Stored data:
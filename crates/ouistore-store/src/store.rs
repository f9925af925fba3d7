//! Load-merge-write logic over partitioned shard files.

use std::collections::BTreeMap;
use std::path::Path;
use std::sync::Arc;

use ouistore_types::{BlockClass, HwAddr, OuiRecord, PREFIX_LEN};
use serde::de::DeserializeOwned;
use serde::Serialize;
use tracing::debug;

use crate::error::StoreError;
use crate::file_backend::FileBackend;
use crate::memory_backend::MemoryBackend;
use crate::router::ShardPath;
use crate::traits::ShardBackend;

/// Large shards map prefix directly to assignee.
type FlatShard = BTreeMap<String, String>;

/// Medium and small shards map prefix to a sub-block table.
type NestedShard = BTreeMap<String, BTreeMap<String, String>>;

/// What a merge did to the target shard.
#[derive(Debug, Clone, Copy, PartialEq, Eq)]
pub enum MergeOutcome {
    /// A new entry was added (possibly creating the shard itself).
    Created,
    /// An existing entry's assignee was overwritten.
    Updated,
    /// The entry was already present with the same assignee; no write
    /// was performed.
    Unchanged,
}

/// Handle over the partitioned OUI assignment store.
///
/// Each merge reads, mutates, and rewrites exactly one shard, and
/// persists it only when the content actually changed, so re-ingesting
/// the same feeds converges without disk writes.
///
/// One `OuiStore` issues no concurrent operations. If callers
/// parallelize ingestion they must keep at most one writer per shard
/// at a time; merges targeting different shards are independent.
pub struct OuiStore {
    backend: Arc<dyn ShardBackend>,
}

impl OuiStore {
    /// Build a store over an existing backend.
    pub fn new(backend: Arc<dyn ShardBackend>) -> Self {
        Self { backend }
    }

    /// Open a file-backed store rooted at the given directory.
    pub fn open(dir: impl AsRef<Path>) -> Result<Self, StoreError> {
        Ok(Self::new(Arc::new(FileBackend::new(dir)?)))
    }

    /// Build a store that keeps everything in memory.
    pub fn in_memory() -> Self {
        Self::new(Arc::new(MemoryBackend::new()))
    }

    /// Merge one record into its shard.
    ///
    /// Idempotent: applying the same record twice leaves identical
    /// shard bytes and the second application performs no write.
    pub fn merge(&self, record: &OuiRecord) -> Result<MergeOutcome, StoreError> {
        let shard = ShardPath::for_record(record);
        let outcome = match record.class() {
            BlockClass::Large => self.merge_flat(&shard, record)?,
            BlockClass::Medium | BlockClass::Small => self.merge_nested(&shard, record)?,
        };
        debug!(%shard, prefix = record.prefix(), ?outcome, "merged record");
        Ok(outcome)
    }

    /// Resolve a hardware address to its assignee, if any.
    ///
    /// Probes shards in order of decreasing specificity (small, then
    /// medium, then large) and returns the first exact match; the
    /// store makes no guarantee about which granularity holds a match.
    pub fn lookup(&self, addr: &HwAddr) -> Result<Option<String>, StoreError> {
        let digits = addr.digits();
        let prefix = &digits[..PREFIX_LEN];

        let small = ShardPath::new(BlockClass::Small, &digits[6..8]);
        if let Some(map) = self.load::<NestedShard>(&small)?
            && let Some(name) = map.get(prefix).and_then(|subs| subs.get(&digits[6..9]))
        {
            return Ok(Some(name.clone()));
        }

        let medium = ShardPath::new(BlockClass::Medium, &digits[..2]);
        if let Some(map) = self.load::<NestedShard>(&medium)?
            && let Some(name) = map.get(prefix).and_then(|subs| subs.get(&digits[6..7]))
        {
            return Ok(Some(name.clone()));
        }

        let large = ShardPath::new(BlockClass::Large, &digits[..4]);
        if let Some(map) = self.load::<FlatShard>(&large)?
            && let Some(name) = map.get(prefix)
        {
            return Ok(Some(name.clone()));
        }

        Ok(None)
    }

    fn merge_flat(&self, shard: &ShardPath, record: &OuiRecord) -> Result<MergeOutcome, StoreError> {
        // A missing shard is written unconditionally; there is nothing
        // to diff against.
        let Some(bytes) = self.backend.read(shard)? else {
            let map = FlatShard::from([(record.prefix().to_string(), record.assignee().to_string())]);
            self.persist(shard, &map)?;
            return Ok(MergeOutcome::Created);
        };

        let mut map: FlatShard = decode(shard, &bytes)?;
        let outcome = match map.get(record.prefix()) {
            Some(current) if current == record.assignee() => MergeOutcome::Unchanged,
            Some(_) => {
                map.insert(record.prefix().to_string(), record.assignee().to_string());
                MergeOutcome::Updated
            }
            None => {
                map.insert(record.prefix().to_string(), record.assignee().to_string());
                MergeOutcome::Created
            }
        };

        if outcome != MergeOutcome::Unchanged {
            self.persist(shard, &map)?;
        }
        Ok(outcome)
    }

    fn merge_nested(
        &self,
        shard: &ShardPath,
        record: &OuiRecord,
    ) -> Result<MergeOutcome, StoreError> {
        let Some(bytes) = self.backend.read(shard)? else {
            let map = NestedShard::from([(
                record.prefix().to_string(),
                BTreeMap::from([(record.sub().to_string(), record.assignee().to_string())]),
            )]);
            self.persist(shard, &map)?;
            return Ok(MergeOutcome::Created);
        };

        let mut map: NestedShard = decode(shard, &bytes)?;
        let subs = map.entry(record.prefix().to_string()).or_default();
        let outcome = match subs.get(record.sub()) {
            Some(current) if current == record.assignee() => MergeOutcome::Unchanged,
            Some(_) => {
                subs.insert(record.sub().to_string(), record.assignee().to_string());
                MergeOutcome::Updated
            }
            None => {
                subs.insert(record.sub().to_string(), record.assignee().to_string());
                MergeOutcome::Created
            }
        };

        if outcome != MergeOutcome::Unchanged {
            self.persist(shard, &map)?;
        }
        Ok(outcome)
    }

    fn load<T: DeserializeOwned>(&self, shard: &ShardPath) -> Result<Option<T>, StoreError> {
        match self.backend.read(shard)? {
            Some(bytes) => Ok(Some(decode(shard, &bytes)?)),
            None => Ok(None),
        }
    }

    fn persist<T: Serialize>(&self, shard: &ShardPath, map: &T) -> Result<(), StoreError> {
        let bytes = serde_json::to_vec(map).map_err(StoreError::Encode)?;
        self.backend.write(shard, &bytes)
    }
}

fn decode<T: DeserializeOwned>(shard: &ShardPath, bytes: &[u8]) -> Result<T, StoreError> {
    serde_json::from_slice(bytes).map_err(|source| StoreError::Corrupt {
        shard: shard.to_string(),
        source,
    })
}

*The task*
Exactly as they appear above, transcribe the records in full.

*Solution below*
filename crates/ouistore-store/src/store.rs
repository f9925af925fba3d7
//! Load-merge-write logic over partitioned shard files.

use std::collections::BTreeMap;
use std::path::Path;
use std::sync::Arc;

use ouistore_types::{BlockClass, HwAddr, OuiRecord, PREFIX_LEN};
use serde::de::DeserializeOwned;
use serde::Serialize;
use tracing::debug;

use crate::error::StoreError;
use crate::file_backend::FileBackend;
use crate::memory_backend::MemoryBackend;
use crate::router::ShardPath;
use crate::traits::ShardBackend;

/// Large shards map prefix directly to assignee.
type FlatShard = BTreeMap<String, String>;

/// Medium and small shards map prefix to a sub-block table.
type NestedShard = BTreeMap<String, BTreeMap<String, String>>;

/// What a merge did to the target shard.
#[derive(Debug, Clone, Copy, PartialEq, Eq)]
pub enum MergeOutcome {
    /// A new entry was added (possibly creating the shard itself).
    Created,
    /// An existing entry's assignee was overwritten.
    Updated,
    /// The entry was already present with the same assignee; no write
    /// was performed.
    Unchanged,
}

/// Handle over the partitioned OUI assignment store.
///
/// Each merge reads, mutates, and rewrites exactly one shard, and
/// persists it only when the content actually changed, so re-ingesting
/// the same feeds converges without disk writes.
///
/// One `OuiStore` issues no concurrent operations. If callers
/// parallelize ingestion they must keep at most one writer per shard
/// at a time; merges targeting different shards are independent.
pub struct OuiStore {
    backend: Arc<dyn ShardBackend>,
}

impl OuiStore {
    /// Build a store over an existing backend.
    pub fn new(backend: Arc<dyn ShardBackend>) -> Self {
        Self { backend }
    }

    /// Open a file-backed store rooted at the given directory.
    pub fn open(dir: impl AsRef<Path>) -> Result<Self, StoreError> {
        Ok(Self::new(Arc::new(FileBackend::new(dir)?)))
    }

    /// Build a store that keeps everything in memory.
    pub fn in_memory() -> Self {
        Self::new(Arc::new(MemoryBackend::new()))
    }

    /// Merge one record into its shard.
    ///
    /// Idempotent: applying the same record twice leaves identical
    /// shard bytes and the second application performs no write.
    pub fn merge(&self, record: &OuiRecord) -> Result<MergeOutcome, StoreError> {
        let shard = ShardPath::for_record(record);
        let outcome = match record.class() {
            BlockClass::Large => self.merge_flat(&shard, record)?,
            BlockClass::Medium | BlockClass::Small => self.merge_nested(&shard, record)?,
        };
        debug!(%shard, prefix = record.prefix(), ?outcome, "merged record");
        Ok(outcome)
    }

    /// Resolve a hardware address to its assignee, if any.
    ///
    /// Probes shards in order of decreasing specificity (small, then
    /// medium, then large) and returns the first exact match; the
    /// store makes no guarantee about which granularity holds a match.
    pub fn lookup(&self, addr: &HwAddr) -> Result<Option<String>, StoreError> {
        let digits = addr.digits();
        let prefix = &digits[..PREFIX_LEN];

        let small = ShardPath::new(BlockClass::Small, &digits[6..8]);
        if let Some(map) = self.load::<NestedShard>(&small)?
            && let Some(name) = map.get(prefix).and_then(|subs| subs.get(&digits[6..9]))
        {
            return Ok(Some(name.clone()));
        }

        let medium = ShardPath::new(BlockClass::Medium, &digits[..2]);
        if let Some(map) = self.load::<NestedShard>(&medium)?
            && let Some(name) = map.get(prefix).and_then(|subs| subs.get(&digits[6..7]))
        {
            return Ok(Some(name.clone()));
        }

        let large = ShardPath::new(BlockClass::Large, &digits[..4]);
        if let Some(map) = self.load::<FlatShard>(&large)?
            && let Some(name) = map.get(prefix)
        {
            return Ok(Some(name.clone()));
        }

        Ok(None)
    }

    fn merge_flat(&self, shard: &ShardPath, record: &OuiRecord) -> Result<MergeOutcome, StoreError> {
        // A missing shard is written unconditionally; there is nothing
        // to diff against.
        let Some(bytes) = self.backend.read(shard)? else {
            let map = FlatShard::from([(record.prefix().to_string(), record.assignee().to_string())]);
            self.persist(shard, &map)?;
            return Ok(MergeOutcome::Created);
        };

        let mut map: FlatShard = decode(shard, &bytes)?;
        let outcome = match map.get(record.prefix()) {
            Some(current) if current == record.assignee() => MergeOutcome::Unchanged,
            Some(_) => {
                map.insert(record.prefix().to_string(), record.assignee().to_string());
                MergeOutcome::Updated
            }
            None => {
                map.insert(record.prefix().to_string(), record.assignee().to_string());
                MergeOutcome::Created
            }
        };

        if outcome != MergeOutcome::Unchanged {
            self.persist(shard, &map)?;
        }
        Ok(outcome)
    }

    fn merge_nested(
        &self,
        shard: &ShardPath,
        record: &OuiRecord,
    ) -> Result<MergeOutcome, StoreError> {
        let Some(bytes) = self.backend.read(shard)? else {
            let map = NestedShard::from([(
                record.prefix().to_string(),
                BTreeMap::from([(record.sub().to_string(), record.assignee().to_string())]),
            )]);
            self.persist(shard, &map)?;
            return Ok(MergeOutcome::Created);
        };

        let mut map: NestedShard = decode(shard, &bytes)?;
        let subs = map.entry(record.prefix().to_string()).or_default();
        let outcome = match subs.get(record.sub()) {
            Some(current) if current == record.assignee() => MergeOutcome::Unchanged,
            Some(_) => {
                subs.insert(record.sub().to_string(), record.assignee().to_string());
                MergeOutcome::Updated
            }
            None => {
                subs.insert(record.sub().to_string(), record.assignee().to_string());
                MergeOutcome::Created
            }
        };

        if outcome != MergeOutcome::Unchanged {
            self.persist(shard, &map)?;
        }
        Ok(outcome)
    }

    fn load<T: DeserializeOwned>(&self, shard: &ShardPath) -> Result<Option<T>, StoreError> {
        match self.backend.read(shard)? {
            Some(bytes) => Ok(Some(decode(shard, &bytes)?)),
            None => Ok(None),
        }
    }

    fn persist<T: Serialize>(&self, shard: &ShardPath, map: &T) -> Result<(), StoreError> {
        let bytes = serde_json::to_vec(map).map_err(StoreError::Encode)?;
        self.backend.write(shard, &bytes)
    }
}

fn decode<T: DeserializeOwned>(shard: &ShardPath, bytes: &[u8]) -> Result<T, StoreError> {
    serde_json::from_slice(bytes).map_err(|source| StoreError::Corrupt {
        shard: shard.to_string(),
        source,
    })
}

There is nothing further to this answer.